I'm by instinct a radical, so I appreciate the impulse, when the status quo is totally broken, to sweep all the pieces off the board and restart from scratch. But statehood and borders, security and monetary arrangements, while necessary, have never been the core of the Israeli-Palestinian conflict.
It's the occupation. The absolute iniquity of one group of people ruling another against their will, and doing so for generation after generation. And that's why a Palestinian state is a pressing, immediate need. Once they rule their own lives and land, the Pals can think about mutually beneficial arrangements with all their neighbors, including Israel. But making an ultimate modus vivendi part of the initial bargaining is simply guaranteeing failure.

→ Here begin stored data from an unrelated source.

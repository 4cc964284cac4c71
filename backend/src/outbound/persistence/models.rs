//! Internal Diesel row structs for database operations.
//!
//! These types are implementation details of the persistence layer and must
//! never be exposed to the domain. They exist solely to satisfy Diesel's
//! type requirements for queries and mutations.

use chrono::{DateTime, NaiveDate, Utc};
use diesel::prelude::*;

use super::schema::{
    ingredient_nutrients, ingredients, meal_plan_entries, nutrients, password_resets,
    recipe_images, recipe_steps, recipe_tags, recipe_votes, recipes, shopping_list_items,
    shopping_lists, step_ingredients, tags, units, user_registrations, users,
};
use crate::domain::{Nutrient, RecipeId, ShoppingListItem, Tag, Unit, User, UserId};

// ---------------------------------------------------------------------------
// Recipe root
// ---------------------------------------------------------------------------

/// Row struct for reading from the recipes table.
#[derive(Debug, Clone, Queryable, Selectable)]
#[diesel(table_name = recipes)]
#[diesel(check_for_backend(diesel::pg::Pg))]
pub(crate) struct RecipeRow {
    pub id: i64,
    pub name: String,
    pub description: String,
    pub servings: i32,
    pub minutes: i32,
    pub created_by: i64,
}

impl RecipeRow {
    pub(crate) const fn recipe_id(&self) -> RecipeId {
        RecipeId::new(self.id)
    }
}

/// Insertable and changeset struct for recipe roots.
#[derive(Debug, Clone, Insertable, AsChangeset)]
#[diesel(table_name = recipes)]
pub(crate) struct RecipeValues<'a> {
    pub name: &'a str,
    pub description: &'a str,
    pub servings: i32,
    pub minutes: i32,
    pub created_by: i64,
}

// ---------------------------------------------------------------------------
// Recipe children
// ---------------------------------------------------------------------------

/// Row struct for reading from the tags table.
#[derive(Debug, Clone, Queryable, Selectable)]
#[diesel(table_name = tags)]
#[diesel(check_for_backend(diesel::pg::Pg))]
pub(crate) struct TagRow {
    pub id: i64,
    pub name: String,
}

impl From<TagRow> for Tag {
    fn from(row: TagRow) -> Self {
        Self {
            id: row.id,
            name: row.name,
        }
    }
}

/// Insertable struct for tags upserted by name.
#[derive(Debug, Clone, Insertable)]
#[diesel(table_name = tags)]
pub(crate) struct NewTagRow<'a> {
    pub name: &'a str,
}

/// Insertable struct linking a recipe to a tag.
#[derive(Debug, Clone, Copy, Insertable)]
#[diesel(table_name = recipe_tags)]
pub(crate) struct RecipeTagRow {
    pub recipe_id: i64,
    pub tag_id: i64,
}

/// Row struct for reading from the recipe_images table.
#[derive(Debug, Clone, Queryable, Selectable)]
#[diesel(table_name = recipe_images)]
#[diesel(check_for_backend(diesel::pg::Pg))]
pub(crate) struct ImageRow {
    pub id: i64,
    pub recipe_id: i64,
    pub url: String,
}

/// Insertable struct for recipe images.
#[derive(Debug, Clone, Insertable)]
#[diesel(table_name = recipe_images)]
pub(crate) struct NewImageRow<'a> {
    pub recipe_id: i64,
    pub url: &'a str,
    pub sort_order: i32,
}

/// Row struct for reading from the recipe_steps table.
#[derive(Debug, Clone, Queryable, Selectable)]
#[diesel(table_name = recipe_steps)]
#[diesel(check_for_backend(diesel::pg::Pg))]
pub(crate) struct StepRow {
    pub id: i64,
    pub recipe_id: i64,
    pub instructions: String,
}

/// Insertable struct for recipe steps.
#[derive(Debug, Clone, Insertable)]
#[diesel(table_name = recipe_steps)]
pub(crate) struct NewStepRow<'a> {
    pub recipe_id: i64,
    pub instructions: &'a str,
    pub sort_order: i32,
}

/// Insertable struct for step ingredient quantities.
#[derive(Debug, Clone, Copy, Insertable)]
#[diesel(table_name = step_ingredients)]
pub(crate) struct NewStepIngredientRow {
    pub step_id: i64,
    pub ingredient_id: i64,
    pub unit_id: i64,
    pub amount: f64,
    pub sort_order: i32,
}

/// Step ingredient joined with its unit and ingredient.
#[derive(Debug, Clone)]
pub(crate) struct StepIngredientRow {
    pub step_id: i64,
    pub amount: f64,
    pub unit: UnitRow,
    pub ingredient: IngredientRow,
}

// ---------------------------------------------------------------------------
// Reference data
// ---------------------------------------------------------------------------

/// Row struct for reading from the units table.
#[derive(Debug, Clone, Queryable, Selectable)]
#[diesel(table_name = units)]
#[diesel(check_for_backend(diesel::pg::Pg))]
pub(crate) struct UnitRow {
    pub id: i64,
    pub name: String,
    pub symbol: Option<String>,
}

impl From<UnitRow> for Unit {
    fn from(row: UnitRow) -> Self {
        Self {
            id: row.id,
            name: row.name,
            symbol: row.symbol,
        }
    }
}

/// Insertable and changeset struct for units.
#[derive(Debug, Clone, Insertable, AsChangeset)]
#[diesel(table_name = units)]
#[diesel(treat_none_as_null = true)]
pub(crate) struct UnitValues<'a> {
    pub name: &'a str,
    pub symbol: Option<&'a str>,
}

/// Row struct for reading from the ingredients table.
#[derive(Debug, Clone, Queryable, Selectable)]
#[diesel(table_name = ingredients)]
#[diesel(check_for_backend(diesel::pg::Pg))]
pub(crate) struct IngredientRow {
    pub id: i64,
    pub name: String,
}

/// Insertable and changeset struct for ingredients.
#[derive(Debug, Clone, Insertable, AsChangeset)]
#[diesel(table_name = ingredients)]
pub(crate) struct IngredientValues<'a> {
    pub name: &'a str,
}

/// Row struct for reading from the nutrients table.
#[derive(Debug, Clone, Queryable, Selectable)]
#[diesel(table_name = nutrients)]
#[diesel(check_for_backend(diesel::pg::Pg))]
pub(crate) struct NutrientRow {
    pub id: i64,
    pub name: String,
    pub unit: String,
}

impl From<NutrientRow> for Nutrient {
    fn from(row: NutrientRow) -> Self {
        Self {
            id: row.id,
            name: row.name,
            unit: row.unit,
        }
    }
}

/// Insertable struct for an ingredient's nutrient amount.
#[derive(Debug, Clone, Copy, Insertable)]
#[diesel(table_name = ingredient_nutrients)]
pub(crate) struct NewIngredientNutrientRow {
    pub ingredient_id: i64,
    pub nutrient_id: i64,
    pub amount: f64,
}

/// Nutrient amount joined with its nutrient.
#[derive(Debug, Clone)]
pub(crate) struct IngredientNutrientRow {
    pub ingredient_id: i64,
    pub amount: f64,
    pub nutrient: NutrientRow,
}

// ---------------------------------------------------------------------------
// Votes and meal plans
// ---------------------------------------------------------------------------

/// Insertable struct for a user's vote.
#[derive(Debug, Clone, Copy, Insertable)]
#[diesel(table_name = recipe_votes)]
pub(crate) struct NewVoteRow {
    pub recipe_id: i64,
    pub user_id: i64,
    pub vote: i16,
}

/// Row struct for reading from the meal_plan_entries table.
#[derive(Debug, Clone, Copy, Queryable, Selectable)]
#[diesel(table_name = meal_plan_entries)]
#[diesel(check_for_backend(diesel::pg::Pg))]
pub(crate) struct MealPlanEntryRow {
    pub id: i64,
    pub recipe_id: i64,
    pub date: NaiveDate,
}

/// Insertable struct for meal plan entries.
#[derive(Debug, Clone, Copy, Insertable)]
#[diesel(table_name = meal_plan_entries)]
pub(crate) struct NewMealPlanEntryRow {
    pub user_id: i64,
    pub recipe_id: i64,
    pub date: NaiveDate,
    pub sort_order: i32,
}

// ---------------------------------------------------------------------------
// Shopping lists
// ---------------------------------------------------------------------------

/// Row struct for reading from the shopping_lists table.
#[derive(Debug, Clone, Queryable, Selectable)]
#[diesel(table_name = shopping_lists)]
#[diesel(check_for_backend(diesel::pg::Pg))]
pub(crate) struct ShoppingListRow {
    pub id: i64,
    pub user_id: i64,
    pub name: String,
}

impl ShoppingListRow {
    pub(crate) const fn owner(&self) -> UserId {
        UserId::new(self.user_id)
    }
}

/// Insertable struct for shopping lists.
#[derive(Debug, Clone, Insertable)]
#[diesel(table_name = shopping_lists)]
pub(crate) struct NewShoppingListRow<'a> {
    pub user_id: i64,
    pub name: &'a str,
}

/// Row struct for reading from the shopping_list_items table.
#[derive(Debug, Clone, Queryable, Selectable)]
#[diesel(table_name = shopping_list_items)]
#[diesel(check_for_backend(diesel::pg::Pg))]
pub(crate) struct ShoppingListItemRow {
    pub id: i64,
    pub list_id: i64,
    pub ingredient: String,
    pub quantity: Option<String>,
    pub unit: Option<String>,
    pub done: bool,
    pub sort_order: i32,
}

impl From<ShoppingListItemRow> for ShoppingListItem {
    fn from(row: ShoppingListItemRow) -> Self {
        Self {
            id: row.id,
            ingredient: row.ingredient,
            quantity: row.quantity,
            unit: row.unit,
            done: row.done,
            sort_order: row.sort_order,
        }
    }
}

/// Insertable struct for shopping list items.
#[derive(Debug, Clone, Insertable)]
#[diesel(table_name = shopping_list_items)]
pub(crate) struct NewShoppingListItemRow<'a> {
    pub list_id: i64,
    pub ingredient: &'a str,
    pub quantity: Option<&'a str>,
    pub unit: Option<&'a str>,
    pub done: bool,
    pub sort_order: i32,
}

impl<'a> NewShoppingListItemRow<'a> {
    pub(crate) fn from_item(list_id: i64, item: &'a ShoppingListItem) -> Self {
        Self {
            list_id,
            ingredient: &item.ingredient,
            quantity: item.quantity.as_deref(),
            unit: item.unit.as_deref(),
            done: item.done,
            sort_order: item.sort_order,
        }
    }
}

/// Changeset struct for editing a shopping list item in place.
#[derive(Debug, Clone, AsChangeset)]
#[diesel(table_name = shopping_list_items)]
#[diesel(treat_none_as_null = true)]
pub(crate) struct ShoppingListItemChanges<'a> {
    pub ingredient: &'a str,
    pub quantity: Option<&'a str>,
    pub unit: Option<&'a str>,
    pub done: bool,
}

impl<'a> From<&'a ShoppingListItem> for ShoppingListItemChanges<'a> {
    fn from(item: &'a ShoppingListItem) -> Self {
        Self {
            ingredient: &item.ingredient,
            quantity: item.quantity.as_deref(),
            unit: item.unit.as_deref(),
            done: item.done,
        }
    }
}

// ---------------------------------------------------------------------------
// Accounts and tokens
// ---------------------------------------------------------------------------

/// Row struct for reading from the users table.
#[derive(Debug, Clone, Queryable, Selectable)]
#[diesel(table_name = users)]
#[diesel(check_for_backend(diesel::pg::Pg))]
pub(crate) struct UserRow {
    pub id: i64,
    pub email: String,
    pub password_hash: String,
    pub is_confirmed: bool,
}

impl From<UserRow> for User {
    fn from(row: UserRow) -> Self {
        Self {
            id: UserId::new(row.id),
            email: row.email,
            password_hash: row.password_hash,
            confirmed: row.is_confirmed,
        }
    }
}

/// Insertable struct for new accounts.
#[derive(Debug, Clone, Insertable)]
#[diesel(table_name = users)]
pub(crate) struct NewUserRow<'a> {
    pub email: &'a str,
    pub password_hash: &'a str,
}

/// Changeset struct for the editable account fields.
#[derive(Debug, Clone, AsChangeset)]
#[diesel(table_name = users)]
pub(crate) struct UserChanges<'a> {
    pub email: &'a str,
    pub is_confirmed: bool,
}

impl<'a> From<&'a User> for UserChanges<'a> {
    fn from(user: &'a User) -> Self {
        Self {
            email: &user.email,
            is_confirmed: user.confirmed,
        }
    }
}

/// Row struct for reading from the user_registrations table.
#[derive(Debug, Clone, Queryable, Selectable)]
#[diesel(table_name = user_registrations)]
#[diesel(check_for_backend(diesel::pg::Pg))]
pub(crate) struct RegistrationRow {
    pub token: String,
    pub created_at: DateTime<Utc>,
}

/// Row struct for reading from the password_resets table.
#[derive(Debug, Clone, Queryable, Selectable)]
#[diesel(table_name = password_resets)]
#[diesel(check_for_backend(diesel::pg::Pg))]
pub(crate) struct PasswordResetRow {
    pub user_id: i64,
    pub token: String,
    pub created_at: DateTime<Utc>,
}

/// Insertable struct for registration tokens.
#[derive(Debug, Clone, Insertable)]
#[diesel(table_name = user_registrations)]
pub(crate) struct NewRegistrationRow<'a> {
    pub user_id: i64,
    pub token: &'a str,
    pub created_at: DateTime<Utc>,
}

/// Insertable struct for password reset tokens.
#[derive(Debug, Clone, Insertable)]
#[diesel(table_name = password_resets)]
pub(crate) struct NewPasswordResetRow<'a> {
    pub user_id: i64,
    pub token: &'a str,
    pub created_at: DateTime<Utc>,
}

The Palestinians lack any clout to even negotiate with Israel, and the U.S. has increasingly revealed itself as less than a good-faith mediator. It's long past time for the rest of the world to bring pressure to bear on Israel. Boycotts, disinvestment, trade embargos, whatever it takes; a change in policy will never arise on its own from within Israeli society.
The Middle East is going to remain a deadly tinderbox until there is a just end to the occupation. Most western countries are still reluctant to acknowledge this, but it's a fact that is not going away.
It's Sold out!--
http://www.onestateconference.org/
Like I said, it's an idea that occurred to Herzl in the 1890s. Not much market for it today.